• _Your task_: Return the lines of the data below exactly. Start at the first and end with the line containing "use super::budget::BacktrackBudget;".

• _Records to use_:
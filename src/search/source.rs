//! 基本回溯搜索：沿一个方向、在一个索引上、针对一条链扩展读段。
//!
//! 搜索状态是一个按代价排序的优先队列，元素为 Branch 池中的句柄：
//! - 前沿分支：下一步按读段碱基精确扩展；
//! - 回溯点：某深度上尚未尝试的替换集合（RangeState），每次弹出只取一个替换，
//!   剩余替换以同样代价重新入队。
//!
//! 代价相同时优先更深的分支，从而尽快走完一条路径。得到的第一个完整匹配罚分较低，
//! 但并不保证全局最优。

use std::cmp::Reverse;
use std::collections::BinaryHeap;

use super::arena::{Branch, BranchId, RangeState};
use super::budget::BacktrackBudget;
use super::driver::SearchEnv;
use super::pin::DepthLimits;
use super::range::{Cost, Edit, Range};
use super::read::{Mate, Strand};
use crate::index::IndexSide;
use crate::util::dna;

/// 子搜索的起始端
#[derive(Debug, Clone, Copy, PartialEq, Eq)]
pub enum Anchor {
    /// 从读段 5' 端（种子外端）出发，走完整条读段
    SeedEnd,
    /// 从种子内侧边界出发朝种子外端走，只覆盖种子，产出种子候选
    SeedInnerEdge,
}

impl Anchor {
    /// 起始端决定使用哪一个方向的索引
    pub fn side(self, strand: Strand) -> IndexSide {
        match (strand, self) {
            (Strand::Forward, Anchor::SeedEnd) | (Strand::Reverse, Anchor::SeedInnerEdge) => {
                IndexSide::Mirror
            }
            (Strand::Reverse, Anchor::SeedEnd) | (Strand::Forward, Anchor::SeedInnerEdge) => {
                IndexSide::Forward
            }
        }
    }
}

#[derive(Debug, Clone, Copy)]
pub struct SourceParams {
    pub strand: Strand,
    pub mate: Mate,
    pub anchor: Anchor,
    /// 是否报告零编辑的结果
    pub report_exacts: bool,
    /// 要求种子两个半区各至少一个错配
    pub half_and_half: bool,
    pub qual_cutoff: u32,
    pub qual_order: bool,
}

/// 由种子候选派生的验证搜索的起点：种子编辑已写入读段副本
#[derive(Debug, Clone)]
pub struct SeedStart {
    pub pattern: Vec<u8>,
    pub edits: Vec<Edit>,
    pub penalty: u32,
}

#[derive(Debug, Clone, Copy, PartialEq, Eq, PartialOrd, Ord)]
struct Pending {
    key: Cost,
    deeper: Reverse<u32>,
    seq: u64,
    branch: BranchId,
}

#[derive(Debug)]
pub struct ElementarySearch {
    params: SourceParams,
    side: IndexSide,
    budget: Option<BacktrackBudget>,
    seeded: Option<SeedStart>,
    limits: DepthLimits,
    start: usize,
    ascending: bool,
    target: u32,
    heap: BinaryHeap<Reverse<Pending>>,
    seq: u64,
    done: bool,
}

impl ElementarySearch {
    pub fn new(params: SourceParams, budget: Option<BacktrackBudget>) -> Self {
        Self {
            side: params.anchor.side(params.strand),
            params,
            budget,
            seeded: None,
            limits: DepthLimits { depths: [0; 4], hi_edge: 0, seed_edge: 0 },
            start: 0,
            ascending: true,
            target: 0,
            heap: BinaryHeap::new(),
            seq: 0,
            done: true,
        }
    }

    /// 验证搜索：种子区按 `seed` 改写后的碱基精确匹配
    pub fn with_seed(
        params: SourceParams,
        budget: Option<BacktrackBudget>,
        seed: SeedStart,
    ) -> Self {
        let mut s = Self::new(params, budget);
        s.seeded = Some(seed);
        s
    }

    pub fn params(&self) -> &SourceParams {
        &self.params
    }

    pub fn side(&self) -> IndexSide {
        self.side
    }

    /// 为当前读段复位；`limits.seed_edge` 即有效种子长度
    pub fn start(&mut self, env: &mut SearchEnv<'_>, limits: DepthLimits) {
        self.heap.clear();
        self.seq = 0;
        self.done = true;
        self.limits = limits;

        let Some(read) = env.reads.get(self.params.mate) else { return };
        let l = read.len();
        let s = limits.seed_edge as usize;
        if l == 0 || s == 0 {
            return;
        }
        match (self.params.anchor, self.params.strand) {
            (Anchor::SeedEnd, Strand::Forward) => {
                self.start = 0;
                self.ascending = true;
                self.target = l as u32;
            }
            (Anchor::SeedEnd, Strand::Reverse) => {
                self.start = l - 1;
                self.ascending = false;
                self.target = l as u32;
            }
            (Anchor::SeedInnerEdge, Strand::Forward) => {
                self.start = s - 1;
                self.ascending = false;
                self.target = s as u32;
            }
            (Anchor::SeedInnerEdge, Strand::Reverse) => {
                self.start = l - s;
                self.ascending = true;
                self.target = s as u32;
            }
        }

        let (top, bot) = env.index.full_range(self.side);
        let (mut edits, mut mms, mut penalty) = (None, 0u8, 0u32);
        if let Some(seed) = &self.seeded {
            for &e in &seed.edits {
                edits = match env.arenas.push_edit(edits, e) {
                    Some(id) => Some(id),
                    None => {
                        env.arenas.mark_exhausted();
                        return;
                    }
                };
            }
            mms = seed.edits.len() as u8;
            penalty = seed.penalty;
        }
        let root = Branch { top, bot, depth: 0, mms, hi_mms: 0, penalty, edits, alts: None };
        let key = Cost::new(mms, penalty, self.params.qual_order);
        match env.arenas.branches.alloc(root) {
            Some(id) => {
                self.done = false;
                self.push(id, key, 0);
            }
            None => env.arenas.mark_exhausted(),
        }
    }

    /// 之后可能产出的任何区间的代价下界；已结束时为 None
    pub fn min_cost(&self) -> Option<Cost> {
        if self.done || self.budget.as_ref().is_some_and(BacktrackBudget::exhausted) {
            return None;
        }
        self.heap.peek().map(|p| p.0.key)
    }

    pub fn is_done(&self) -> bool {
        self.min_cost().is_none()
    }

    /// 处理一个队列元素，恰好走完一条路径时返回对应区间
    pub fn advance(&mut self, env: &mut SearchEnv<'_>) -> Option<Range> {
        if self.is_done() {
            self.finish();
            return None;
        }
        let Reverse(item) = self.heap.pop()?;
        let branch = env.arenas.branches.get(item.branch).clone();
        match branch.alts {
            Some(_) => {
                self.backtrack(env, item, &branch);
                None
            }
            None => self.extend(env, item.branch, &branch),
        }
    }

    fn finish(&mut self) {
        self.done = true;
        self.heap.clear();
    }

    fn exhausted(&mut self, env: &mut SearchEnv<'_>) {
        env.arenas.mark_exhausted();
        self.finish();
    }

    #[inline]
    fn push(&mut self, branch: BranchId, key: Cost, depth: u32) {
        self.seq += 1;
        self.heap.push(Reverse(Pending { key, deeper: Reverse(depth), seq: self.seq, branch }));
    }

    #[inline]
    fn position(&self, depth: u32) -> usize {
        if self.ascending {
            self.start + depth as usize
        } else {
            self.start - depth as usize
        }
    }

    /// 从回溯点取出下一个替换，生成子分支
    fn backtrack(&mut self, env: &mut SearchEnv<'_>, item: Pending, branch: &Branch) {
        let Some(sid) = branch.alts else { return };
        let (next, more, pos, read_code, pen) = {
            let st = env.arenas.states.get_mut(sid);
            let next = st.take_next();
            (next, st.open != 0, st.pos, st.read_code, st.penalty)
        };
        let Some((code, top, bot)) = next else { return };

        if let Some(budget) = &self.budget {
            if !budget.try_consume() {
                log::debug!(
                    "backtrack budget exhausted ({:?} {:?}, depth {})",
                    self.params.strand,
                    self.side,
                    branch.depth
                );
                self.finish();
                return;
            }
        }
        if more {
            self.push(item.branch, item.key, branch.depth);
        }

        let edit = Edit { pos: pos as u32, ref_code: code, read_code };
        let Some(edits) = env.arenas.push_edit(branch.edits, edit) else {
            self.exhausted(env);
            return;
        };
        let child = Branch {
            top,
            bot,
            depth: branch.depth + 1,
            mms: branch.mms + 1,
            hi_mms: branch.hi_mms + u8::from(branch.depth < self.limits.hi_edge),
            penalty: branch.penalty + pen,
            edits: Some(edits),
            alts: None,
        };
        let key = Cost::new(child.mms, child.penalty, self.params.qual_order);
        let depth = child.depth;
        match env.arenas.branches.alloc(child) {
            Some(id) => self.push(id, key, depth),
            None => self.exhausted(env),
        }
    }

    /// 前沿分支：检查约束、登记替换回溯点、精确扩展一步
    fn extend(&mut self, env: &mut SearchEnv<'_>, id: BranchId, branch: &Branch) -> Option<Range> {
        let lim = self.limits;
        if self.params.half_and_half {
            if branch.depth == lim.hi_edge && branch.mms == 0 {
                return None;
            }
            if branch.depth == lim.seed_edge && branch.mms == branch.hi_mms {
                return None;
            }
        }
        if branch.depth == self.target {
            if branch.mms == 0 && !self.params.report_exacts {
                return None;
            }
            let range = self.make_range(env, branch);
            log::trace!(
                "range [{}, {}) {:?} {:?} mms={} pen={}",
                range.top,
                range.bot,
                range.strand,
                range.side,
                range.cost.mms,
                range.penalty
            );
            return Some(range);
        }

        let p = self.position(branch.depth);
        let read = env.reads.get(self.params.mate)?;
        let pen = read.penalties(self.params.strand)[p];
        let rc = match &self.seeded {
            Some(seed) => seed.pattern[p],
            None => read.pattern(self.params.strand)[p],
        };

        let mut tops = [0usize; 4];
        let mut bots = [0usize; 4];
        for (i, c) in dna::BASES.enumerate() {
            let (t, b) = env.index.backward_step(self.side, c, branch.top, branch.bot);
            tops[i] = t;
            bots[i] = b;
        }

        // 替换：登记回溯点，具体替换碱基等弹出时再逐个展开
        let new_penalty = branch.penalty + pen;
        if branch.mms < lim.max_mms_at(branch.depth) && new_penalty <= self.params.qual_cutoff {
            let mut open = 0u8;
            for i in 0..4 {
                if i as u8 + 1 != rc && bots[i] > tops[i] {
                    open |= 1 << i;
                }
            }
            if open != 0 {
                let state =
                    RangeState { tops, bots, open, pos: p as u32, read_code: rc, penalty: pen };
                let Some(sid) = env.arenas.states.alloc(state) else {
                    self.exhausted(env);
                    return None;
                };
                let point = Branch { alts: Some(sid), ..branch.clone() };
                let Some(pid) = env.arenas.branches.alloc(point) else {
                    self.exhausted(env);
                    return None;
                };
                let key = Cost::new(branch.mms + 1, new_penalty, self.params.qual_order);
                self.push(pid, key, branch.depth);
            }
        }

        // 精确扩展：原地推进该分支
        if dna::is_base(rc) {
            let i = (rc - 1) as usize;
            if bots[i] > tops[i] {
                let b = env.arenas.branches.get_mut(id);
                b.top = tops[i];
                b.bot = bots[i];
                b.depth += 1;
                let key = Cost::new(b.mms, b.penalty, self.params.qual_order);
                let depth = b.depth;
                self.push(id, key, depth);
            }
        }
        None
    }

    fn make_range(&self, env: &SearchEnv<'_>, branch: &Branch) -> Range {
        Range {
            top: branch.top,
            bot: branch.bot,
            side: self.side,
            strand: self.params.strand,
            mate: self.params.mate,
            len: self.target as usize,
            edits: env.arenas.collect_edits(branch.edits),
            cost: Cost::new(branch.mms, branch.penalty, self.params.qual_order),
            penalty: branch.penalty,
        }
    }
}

• _Answer section_:
filename src/search/source.rs
//! 基本回溯搜索：沿一个方向、在一个索引上、针对一条链扩展读段。
//!
//! 搜索状态是一个按代价排序的优先队列，元素为 Branch 池中的句柄：
//! - 前沿分支：下一步按读段碱基精确扩展；
//! - 回溯点：某深度上尚未尝试的替换集合（RangeState），每次弹出只取一个替换，
//!   剩余替换以同样代价重新入队。
//!
//! 代价相同时优先更深的分支，从而尽快走完一条路径。得到的第一个完整匹配罚分较低，
//! 但并不保证全局最优。

use std::cmp::Reverse;
use std::collections::BinaryHeap;

use super::arena::{Branch, BranchId, RangeState};
use super::budget::BacktrackBudget;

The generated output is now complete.